Activity> Every line of the data that contains the string "given" must be copied.

(Records contained in a dataset)
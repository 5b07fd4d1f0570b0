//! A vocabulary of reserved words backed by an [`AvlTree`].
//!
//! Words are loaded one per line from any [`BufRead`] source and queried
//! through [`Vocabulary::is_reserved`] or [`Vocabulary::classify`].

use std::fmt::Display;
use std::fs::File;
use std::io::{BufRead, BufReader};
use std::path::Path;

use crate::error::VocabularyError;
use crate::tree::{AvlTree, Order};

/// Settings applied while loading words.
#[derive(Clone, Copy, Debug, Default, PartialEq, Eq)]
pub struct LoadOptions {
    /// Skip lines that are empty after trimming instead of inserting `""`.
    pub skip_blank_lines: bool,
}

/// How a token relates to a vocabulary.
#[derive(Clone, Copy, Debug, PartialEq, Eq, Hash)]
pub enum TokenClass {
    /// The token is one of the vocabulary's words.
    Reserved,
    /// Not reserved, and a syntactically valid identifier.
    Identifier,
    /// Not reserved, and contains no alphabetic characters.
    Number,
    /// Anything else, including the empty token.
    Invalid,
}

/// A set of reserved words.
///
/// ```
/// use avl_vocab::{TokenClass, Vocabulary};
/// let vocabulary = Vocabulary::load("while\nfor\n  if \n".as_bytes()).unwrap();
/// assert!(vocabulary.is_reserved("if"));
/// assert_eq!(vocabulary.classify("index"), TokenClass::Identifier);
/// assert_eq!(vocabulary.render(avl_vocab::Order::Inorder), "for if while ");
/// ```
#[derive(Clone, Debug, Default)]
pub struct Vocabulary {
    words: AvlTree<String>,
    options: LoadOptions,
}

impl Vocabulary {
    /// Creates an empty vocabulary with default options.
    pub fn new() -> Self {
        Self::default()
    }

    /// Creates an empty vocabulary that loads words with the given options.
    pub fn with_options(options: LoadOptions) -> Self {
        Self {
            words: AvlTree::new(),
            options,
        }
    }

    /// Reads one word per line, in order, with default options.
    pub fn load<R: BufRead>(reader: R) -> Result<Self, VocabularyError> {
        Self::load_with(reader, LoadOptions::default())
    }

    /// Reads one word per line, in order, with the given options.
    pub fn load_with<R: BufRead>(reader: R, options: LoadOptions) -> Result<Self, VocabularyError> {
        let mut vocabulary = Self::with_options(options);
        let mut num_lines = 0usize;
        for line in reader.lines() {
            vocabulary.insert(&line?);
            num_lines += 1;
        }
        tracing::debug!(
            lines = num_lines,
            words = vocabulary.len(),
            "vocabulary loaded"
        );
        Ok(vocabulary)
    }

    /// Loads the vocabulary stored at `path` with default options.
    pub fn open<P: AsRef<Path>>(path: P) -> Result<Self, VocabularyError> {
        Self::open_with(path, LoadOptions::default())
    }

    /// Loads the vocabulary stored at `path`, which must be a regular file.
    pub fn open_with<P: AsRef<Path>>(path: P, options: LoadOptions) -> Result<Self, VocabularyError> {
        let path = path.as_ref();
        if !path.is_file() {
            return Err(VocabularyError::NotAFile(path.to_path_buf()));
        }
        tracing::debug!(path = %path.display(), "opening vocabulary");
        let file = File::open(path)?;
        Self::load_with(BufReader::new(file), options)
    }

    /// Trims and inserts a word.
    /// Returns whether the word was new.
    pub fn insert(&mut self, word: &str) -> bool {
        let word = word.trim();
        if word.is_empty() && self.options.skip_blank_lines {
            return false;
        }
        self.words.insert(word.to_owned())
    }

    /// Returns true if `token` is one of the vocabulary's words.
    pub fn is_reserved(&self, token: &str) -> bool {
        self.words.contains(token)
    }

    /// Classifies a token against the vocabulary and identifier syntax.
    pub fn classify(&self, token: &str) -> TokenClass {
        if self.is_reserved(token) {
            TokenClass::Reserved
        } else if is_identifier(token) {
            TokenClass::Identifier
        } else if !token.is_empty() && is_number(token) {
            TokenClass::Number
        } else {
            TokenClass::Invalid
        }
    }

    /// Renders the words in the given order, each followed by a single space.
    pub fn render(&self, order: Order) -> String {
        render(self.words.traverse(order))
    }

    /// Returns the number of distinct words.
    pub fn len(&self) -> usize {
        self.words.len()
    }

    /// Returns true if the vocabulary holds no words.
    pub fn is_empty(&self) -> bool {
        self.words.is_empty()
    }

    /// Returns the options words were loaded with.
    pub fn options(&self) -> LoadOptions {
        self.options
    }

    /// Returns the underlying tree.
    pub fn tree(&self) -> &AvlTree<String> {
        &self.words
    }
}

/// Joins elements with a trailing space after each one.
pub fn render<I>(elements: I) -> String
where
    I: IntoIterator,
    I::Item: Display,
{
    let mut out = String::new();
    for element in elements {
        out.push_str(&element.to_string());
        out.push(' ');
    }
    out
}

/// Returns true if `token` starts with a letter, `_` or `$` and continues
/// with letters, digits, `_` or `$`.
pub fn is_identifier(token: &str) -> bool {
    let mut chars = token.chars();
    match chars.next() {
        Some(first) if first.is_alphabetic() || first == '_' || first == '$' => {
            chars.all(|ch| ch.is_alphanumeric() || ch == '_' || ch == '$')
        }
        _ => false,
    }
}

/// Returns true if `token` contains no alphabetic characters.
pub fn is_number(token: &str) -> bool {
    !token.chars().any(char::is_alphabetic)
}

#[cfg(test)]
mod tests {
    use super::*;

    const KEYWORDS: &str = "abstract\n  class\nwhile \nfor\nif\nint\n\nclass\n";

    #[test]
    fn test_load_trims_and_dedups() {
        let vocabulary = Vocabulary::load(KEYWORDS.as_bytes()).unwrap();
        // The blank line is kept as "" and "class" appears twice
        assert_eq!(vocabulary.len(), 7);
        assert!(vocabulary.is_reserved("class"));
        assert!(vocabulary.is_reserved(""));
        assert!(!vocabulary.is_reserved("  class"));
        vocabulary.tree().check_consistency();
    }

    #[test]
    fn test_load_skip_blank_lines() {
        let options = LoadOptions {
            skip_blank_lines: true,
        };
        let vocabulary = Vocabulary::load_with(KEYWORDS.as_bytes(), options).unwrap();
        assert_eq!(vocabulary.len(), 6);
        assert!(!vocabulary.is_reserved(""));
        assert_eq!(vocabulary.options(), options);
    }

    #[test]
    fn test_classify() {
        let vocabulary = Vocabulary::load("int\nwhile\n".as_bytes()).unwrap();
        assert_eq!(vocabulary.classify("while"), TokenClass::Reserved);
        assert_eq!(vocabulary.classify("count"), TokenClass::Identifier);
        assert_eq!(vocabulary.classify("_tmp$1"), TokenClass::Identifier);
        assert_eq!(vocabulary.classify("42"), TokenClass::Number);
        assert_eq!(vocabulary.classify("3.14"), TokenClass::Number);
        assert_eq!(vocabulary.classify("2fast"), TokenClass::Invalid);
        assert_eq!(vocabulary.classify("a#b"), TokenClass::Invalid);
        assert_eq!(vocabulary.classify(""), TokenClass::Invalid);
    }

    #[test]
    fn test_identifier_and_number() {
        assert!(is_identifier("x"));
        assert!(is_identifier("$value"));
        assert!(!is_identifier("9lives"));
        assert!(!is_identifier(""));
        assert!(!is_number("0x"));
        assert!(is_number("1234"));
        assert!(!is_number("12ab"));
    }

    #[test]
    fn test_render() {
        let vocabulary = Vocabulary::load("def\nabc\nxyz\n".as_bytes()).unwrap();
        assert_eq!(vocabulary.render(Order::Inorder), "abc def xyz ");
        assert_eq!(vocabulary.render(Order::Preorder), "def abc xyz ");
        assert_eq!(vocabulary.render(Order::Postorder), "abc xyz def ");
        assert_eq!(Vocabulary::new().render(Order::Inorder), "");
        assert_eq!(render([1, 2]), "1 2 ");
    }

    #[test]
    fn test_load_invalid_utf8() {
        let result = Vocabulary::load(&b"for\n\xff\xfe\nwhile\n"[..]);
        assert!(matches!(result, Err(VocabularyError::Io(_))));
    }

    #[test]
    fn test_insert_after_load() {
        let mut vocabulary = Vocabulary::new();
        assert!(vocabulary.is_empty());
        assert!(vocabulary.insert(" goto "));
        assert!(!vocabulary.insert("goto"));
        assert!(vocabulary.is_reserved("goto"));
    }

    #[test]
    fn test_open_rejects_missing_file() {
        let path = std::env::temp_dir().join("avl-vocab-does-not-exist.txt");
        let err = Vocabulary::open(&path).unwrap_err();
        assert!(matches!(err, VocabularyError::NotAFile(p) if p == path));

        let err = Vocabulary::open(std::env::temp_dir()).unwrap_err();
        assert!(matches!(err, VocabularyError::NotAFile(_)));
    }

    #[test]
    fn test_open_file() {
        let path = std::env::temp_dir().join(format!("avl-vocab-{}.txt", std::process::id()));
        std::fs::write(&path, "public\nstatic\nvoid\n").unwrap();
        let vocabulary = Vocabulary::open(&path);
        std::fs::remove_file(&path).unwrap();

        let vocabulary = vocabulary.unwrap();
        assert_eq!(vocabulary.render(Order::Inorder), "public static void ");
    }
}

Output of the exercise>
    /// Creates an empty vocabulary that loads words with the given options.
    /// Reads one word per line, in order, with the given options.
    /// Renders the words in the given order, each followed by a single space.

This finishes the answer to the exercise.